◆ TASK DESCRIPTION:
Copy out the data line by line exactly, from its start to the line bearing "discarded after use.", inclusive.

BEGIN RECORDS FOR THE TASK

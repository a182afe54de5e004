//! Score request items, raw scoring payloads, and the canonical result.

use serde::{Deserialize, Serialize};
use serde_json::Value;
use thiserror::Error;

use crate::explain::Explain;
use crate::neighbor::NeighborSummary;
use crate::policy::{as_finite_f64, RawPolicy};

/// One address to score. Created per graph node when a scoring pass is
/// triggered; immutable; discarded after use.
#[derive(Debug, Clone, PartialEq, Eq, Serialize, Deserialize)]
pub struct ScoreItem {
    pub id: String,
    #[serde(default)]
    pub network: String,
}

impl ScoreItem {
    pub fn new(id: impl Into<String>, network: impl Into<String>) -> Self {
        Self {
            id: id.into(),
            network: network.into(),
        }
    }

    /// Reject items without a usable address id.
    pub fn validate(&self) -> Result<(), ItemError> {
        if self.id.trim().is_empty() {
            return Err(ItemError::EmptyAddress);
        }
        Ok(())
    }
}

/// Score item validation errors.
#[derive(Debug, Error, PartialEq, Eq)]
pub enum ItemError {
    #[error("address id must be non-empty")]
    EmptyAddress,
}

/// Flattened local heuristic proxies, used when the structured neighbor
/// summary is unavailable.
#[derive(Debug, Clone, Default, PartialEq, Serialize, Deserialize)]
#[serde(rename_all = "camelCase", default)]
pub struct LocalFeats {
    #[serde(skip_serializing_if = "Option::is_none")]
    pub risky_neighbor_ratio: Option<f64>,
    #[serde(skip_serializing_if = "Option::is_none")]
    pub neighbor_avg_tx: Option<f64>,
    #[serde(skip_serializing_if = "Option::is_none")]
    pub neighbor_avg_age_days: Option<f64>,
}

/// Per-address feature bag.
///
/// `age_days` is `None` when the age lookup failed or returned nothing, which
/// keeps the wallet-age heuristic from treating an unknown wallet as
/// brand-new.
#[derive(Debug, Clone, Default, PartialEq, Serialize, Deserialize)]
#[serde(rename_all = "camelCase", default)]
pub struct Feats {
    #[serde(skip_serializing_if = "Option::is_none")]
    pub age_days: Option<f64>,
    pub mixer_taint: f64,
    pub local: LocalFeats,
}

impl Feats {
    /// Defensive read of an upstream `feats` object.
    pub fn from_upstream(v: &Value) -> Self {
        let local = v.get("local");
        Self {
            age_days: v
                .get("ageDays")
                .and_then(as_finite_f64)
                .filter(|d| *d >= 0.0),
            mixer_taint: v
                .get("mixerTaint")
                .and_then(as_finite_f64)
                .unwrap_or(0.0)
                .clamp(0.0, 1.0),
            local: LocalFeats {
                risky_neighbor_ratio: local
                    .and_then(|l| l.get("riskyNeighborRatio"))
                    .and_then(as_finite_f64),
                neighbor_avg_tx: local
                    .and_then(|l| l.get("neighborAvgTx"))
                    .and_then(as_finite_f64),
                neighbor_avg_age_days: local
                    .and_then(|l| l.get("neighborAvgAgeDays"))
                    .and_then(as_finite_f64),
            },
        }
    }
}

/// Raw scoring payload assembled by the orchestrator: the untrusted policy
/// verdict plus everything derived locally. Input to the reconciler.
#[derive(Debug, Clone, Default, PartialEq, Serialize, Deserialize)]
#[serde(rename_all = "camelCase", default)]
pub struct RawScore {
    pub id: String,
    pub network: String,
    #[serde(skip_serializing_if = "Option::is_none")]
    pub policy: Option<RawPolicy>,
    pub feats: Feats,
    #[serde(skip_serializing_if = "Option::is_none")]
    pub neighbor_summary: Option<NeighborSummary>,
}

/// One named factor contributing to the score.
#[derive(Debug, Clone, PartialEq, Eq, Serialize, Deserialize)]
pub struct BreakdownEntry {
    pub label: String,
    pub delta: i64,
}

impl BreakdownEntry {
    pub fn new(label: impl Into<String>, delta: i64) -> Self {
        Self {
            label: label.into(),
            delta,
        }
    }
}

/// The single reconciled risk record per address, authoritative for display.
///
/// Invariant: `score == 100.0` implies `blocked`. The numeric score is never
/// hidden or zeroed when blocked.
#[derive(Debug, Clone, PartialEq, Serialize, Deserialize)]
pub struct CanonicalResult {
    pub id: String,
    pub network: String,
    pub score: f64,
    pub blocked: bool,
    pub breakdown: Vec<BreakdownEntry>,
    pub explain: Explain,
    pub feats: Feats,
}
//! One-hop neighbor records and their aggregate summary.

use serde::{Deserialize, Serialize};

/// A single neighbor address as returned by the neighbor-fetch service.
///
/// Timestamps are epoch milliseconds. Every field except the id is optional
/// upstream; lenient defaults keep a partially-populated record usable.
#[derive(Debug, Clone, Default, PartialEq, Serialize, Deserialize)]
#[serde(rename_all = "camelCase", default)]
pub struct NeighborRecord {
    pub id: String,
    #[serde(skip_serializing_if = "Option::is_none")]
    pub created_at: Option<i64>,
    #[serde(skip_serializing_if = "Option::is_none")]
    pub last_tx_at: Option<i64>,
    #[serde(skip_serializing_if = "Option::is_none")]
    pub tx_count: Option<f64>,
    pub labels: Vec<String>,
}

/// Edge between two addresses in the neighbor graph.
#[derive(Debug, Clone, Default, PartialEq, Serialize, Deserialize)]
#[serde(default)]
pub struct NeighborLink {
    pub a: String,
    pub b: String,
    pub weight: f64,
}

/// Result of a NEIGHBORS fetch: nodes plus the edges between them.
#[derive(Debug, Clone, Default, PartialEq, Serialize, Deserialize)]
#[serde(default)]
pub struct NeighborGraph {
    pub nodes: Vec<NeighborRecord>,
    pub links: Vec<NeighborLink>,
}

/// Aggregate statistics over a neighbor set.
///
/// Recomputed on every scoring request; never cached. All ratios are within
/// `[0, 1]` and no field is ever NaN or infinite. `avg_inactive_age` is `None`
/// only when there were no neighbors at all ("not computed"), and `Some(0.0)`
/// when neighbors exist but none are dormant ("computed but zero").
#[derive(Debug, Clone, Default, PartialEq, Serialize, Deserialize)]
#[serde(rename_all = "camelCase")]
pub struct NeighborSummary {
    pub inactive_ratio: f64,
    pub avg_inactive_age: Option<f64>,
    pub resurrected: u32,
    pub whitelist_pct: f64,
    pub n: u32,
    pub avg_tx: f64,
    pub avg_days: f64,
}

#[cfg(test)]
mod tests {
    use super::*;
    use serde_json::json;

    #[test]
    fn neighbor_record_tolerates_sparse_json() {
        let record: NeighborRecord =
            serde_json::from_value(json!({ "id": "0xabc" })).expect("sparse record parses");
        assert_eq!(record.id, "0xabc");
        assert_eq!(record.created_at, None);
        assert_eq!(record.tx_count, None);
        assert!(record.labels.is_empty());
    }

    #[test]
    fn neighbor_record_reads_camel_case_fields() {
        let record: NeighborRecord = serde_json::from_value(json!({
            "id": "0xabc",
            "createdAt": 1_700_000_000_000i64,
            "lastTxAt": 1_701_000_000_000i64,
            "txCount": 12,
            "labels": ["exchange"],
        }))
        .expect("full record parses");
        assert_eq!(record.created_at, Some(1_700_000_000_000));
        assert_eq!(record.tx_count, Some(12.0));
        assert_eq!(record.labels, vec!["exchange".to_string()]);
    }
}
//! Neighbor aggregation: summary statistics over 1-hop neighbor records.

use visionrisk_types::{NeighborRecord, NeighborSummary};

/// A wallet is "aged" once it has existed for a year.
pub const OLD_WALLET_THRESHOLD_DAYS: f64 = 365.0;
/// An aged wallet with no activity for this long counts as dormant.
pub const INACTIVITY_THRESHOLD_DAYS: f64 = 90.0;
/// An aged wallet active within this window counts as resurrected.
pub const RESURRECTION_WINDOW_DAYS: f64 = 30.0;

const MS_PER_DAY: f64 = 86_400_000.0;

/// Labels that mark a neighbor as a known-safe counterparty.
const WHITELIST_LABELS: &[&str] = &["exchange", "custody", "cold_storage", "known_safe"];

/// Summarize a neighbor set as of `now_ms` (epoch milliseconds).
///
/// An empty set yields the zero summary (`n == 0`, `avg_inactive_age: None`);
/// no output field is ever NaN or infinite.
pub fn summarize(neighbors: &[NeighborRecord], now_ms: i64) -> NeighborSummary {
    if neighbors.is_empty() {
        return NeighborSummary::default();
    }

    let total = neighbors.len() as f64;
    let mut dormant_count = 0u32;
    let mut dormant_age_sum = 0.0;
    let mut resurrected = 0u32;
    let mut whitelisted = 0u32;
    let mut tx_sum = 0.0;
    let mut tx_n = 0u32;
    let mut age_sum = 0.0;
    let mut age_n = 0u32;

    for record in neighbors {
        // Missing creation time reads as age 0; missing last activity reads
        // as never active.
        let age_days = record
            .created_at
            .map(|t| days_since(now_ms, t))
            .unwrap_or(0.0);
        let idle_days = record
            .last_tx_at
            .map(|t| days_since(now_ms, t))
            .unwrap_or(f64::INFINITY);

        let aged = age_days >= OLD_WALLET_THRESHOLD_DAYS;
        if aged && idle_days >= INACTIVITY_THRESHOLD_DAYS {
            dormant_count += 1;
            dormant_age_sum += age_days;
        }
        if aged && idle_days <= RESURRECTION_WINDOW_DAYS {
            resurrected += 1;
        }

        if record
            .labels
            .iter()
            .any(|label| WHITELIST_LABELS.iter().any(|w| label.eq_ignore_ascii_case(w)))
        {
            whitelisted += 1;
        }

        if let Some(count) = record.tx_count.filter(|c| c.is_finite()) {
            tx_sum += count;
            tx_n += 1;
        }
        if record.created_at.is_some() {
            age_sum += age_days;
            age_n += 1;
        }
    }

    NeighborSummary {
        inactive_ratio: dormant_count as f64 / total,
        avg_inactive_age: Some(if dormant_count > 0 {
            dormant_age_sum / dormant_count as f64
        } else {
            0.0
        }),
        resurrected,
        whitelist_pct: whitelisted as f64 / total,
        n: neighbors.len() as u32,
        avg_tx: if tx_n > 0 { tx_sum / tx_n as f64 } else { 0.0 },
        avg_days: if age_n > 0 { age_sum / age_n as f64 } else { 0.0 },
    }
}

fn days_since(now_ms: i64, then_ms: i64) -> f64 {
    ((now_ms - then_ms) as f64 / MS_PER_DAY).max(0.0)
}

END RECORDS FOR THE TASK

◆ EXERCISE SOLUTION:
repository a182afe54de5e004
//! Score request items, raw scoring payloads, and the canonical result.

use serde::{Deserialize, Serialize};
use serde_json::Value;
use thiserror::Error;

use crate::explain::Explain;
use crate::neighbor::NeighborSummary;
use crate::policy::{as_finite_f64, RawPolicy};

/// One address to score. Created per graph node when a scoring pass is
/// triggered; immutable; discarded after use.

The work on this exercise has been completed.